**About this exercise:**
If a line of the data below holds the word "lease", list it.

(Stored data)
====

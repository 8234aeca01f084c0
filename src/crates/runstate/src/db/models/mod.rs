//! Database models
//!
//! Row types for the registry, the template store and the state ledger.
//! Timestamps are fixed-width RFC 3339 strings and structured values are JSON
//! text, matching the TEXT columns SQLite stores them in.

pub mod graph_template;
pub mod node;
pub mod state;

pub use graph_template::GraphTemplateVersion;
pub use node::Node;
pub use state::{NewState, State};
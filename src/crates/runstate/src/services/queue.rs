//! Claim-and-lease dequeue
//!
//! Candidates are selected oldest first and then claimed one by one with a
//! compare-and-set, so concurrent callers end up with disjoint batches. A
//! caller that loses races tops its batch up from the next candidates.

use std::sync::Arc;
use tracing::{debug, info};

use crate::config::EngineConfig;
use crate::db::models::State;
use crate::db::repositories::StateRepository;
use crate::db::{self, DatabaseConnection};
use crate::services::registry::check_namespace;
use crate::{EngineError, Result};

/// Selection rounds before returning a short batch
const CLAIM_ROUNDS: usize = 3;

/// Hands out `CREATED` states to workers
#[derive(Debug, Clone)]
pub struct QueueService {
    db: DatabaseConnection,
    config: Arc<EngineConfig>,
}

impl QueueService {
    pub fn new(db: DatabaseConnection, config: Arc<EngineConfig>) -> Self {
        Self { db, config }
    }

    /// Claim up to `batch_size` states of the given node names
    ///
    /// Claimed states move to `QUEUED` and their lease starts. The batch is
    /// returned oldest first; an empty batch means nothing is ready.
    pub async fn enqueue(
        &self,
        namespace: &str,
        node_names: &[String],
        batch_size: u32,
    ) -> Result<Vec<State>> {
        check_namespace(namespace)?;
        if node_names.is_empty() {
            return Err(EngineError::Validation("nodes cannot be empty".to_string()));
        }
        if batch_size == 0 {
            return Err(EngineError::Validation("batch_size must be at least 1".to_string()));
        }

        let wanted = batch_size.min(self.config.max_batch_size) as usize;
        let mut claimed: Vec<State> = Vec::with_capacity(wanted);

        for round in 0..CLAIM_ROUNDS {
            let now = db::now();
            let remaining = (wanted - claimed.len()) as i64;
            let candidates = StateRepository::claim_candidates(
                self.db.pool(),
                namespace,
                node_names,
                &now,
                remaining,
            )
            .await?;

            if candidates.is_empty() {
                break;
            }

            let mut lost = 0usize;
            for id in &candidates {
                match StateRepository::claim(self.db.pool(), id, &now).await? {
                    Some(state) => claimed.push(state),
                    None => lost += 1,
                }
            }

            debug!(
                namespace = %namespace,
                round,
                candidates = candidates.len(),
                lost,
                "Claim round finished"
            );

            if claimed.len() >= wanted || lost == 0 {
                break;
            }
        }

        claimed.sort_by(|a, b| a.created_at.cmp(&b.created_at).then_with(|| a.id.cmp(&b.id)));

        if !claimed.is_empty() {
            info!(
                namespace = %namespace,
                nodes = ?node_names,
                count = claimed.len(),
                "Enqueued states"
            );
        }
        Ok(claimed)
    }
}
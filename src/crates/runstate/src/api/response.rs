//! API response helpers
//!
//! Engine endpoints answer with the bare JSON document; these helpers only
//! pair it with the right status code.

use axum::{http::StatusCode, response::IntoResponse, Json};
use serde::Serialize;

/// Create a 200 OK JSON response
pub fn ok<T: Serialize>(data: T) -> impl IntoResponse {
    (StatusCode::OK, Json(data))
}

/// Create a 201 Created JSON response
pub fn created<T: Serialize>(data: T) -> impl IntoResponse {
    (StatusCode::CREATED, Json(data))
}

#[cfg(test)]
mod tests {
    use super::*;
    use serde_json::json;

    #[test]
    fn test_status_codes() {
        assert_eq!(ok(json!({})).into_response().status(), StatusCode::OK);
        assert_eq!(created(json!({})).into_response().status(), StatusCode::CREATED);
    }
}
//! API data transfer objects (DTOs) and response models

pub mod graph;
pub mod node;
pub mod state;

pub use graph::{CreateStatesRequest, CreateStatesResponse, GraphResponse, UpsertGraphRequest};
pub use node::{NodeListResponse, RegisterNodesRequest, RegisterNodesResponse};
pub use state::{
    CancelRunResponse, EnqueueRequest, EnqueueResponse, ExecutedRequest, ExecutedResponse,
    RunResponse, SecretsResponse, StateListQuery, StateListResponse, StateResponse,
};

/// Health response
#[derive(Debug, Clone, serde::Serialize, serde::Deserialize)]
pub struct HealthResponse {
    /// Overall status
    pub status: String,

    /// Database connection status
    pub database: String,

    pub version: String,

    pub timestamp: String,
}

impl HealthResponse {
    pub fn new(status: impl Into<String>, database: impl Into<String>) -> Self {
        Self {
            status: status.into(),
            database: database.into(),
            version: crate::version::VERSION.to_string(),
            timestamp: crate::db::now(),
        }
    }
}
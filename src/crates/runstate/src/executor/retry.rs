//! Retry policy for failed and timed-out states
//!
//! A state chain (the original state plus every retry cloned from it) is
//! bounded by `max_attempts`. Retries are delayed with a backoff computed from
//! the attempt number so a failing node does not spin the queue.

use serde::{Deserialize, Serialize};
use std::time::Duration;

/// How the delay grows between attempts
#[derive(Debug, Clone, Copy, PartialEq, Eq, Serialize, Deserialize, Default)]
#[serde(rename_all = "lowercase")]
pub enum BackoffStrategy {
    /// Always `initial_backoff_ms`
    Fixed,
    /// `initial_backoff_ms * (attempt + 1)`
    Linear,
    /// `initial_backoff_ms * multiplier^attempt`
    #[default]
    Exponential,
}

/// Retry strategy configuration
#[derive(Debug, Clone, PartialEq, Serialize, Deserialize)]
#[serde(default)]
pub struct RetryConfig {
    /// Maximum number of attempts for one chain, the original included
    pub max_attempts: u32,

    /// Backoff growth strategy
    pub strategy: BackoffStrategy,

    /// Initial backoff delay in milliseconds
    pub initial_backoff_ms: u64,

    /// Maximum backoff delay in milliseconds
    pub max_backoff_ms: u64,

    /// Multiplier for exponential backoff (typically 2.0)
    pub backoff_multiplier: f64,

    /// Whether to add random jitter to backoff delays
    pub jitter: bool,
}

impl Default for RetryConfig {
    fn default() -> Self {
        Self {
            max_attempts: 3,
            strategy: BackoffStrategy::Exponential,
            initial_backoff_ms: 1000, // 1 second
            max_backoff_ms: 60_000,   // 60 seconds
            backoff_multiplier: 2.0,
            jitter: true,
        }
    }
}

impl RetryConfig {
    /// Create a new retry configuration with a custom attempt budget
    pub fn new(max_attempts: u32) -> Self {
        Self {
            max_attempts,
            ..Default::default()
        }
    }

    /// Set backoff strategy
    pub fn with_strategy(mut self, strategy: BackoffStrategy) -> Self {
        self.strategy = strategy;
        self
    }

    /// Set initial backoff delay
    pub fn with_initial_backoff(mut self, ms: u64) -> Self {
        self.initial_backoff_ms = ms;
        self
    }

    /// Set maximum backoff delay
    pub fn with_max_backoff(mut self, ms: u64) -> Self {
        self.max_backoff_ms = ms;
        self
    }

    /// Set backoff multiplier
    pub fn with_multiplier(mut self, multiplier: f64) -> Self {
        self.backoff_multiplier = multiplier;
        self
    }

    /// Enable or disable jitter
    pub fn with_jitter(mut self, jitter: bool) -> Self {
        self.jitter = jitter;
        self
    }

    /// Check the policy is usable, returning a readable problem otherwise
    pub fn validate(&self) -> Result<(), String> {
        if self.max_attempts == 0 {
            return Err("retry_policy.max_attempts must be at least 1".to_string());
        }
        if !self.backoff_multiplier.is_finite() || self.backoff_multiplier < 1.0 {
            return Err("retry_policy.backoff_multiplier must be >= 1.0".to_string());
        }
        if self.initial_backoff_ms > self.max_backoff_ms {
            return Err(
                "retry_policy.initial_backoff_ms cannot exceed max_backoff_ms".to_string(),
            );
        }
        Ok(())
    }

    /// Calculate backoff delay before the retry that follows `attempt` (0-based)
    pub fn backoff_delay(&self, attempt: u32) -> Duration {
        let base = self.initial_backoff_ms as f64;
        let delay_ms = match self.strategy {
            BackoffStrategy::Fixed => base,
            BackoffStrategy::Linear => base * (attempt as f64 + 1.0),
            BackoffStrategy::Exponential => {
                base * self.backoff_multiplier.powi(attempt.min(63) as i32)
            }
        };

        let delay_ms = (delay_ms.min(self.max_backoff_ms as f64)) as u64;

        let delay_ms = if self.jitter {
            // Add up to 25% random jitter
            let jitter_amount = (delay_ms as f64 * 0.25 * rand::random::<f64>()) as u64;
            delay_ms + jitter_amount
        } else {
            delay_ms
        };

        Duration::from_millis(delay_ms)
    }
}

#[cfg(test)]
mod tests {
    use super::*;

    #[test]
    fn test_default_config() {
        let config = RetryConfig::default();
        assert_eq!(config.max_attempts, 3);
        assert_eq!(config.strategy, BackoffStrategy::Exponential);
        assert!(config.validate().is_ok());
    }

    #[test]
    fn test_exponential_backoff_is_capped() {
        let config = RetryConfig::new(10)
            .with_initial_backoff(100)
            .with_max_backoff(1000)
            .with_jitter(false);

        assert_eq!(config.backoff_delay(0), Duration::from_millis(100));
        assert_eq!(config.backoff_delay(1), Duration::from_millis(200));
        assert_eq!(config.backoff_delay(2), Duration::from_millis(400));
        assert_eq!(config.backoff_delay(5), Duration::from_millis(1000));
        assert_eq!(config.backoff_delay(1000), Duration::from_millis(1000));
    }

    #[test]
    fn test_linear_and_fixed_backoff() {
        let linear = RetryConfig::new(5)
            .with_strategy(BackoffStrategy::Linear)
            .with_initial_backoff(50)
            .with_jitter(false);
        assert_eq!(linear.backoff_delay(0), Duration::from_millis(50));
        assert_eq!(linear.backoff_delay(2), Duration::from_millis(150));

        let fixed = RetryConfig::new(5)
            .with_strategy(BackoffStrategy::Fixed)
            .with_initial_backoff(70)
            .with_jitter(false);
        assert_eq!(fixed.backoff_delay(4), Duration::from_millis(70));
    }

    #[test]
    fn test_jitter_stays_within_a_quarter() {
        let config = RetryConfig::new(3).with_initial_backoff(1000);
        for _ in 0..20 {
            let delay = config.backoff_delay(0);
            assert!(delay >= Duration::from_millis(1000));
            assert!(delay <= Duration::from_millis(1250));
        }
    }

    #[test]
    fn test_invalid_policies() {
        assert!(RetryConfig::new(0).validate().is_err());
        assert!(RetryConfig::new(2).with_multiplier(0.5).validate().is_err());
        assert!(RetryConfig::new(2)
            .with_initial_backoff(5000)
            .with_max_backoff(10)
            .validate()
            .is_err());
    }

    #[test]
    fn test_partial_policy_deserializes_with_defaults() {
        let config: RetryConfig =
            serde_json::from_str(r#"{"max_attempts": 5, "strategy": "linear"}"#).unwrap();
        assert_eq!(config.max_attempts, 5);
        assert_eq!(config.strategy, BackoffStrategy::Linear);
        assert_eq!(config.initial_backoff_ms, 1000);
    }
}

====

**Result of the task:**
//! Claim-and-lease dequeue
    /// Claimed states move to `QUEUED` and their lease starts. The batch is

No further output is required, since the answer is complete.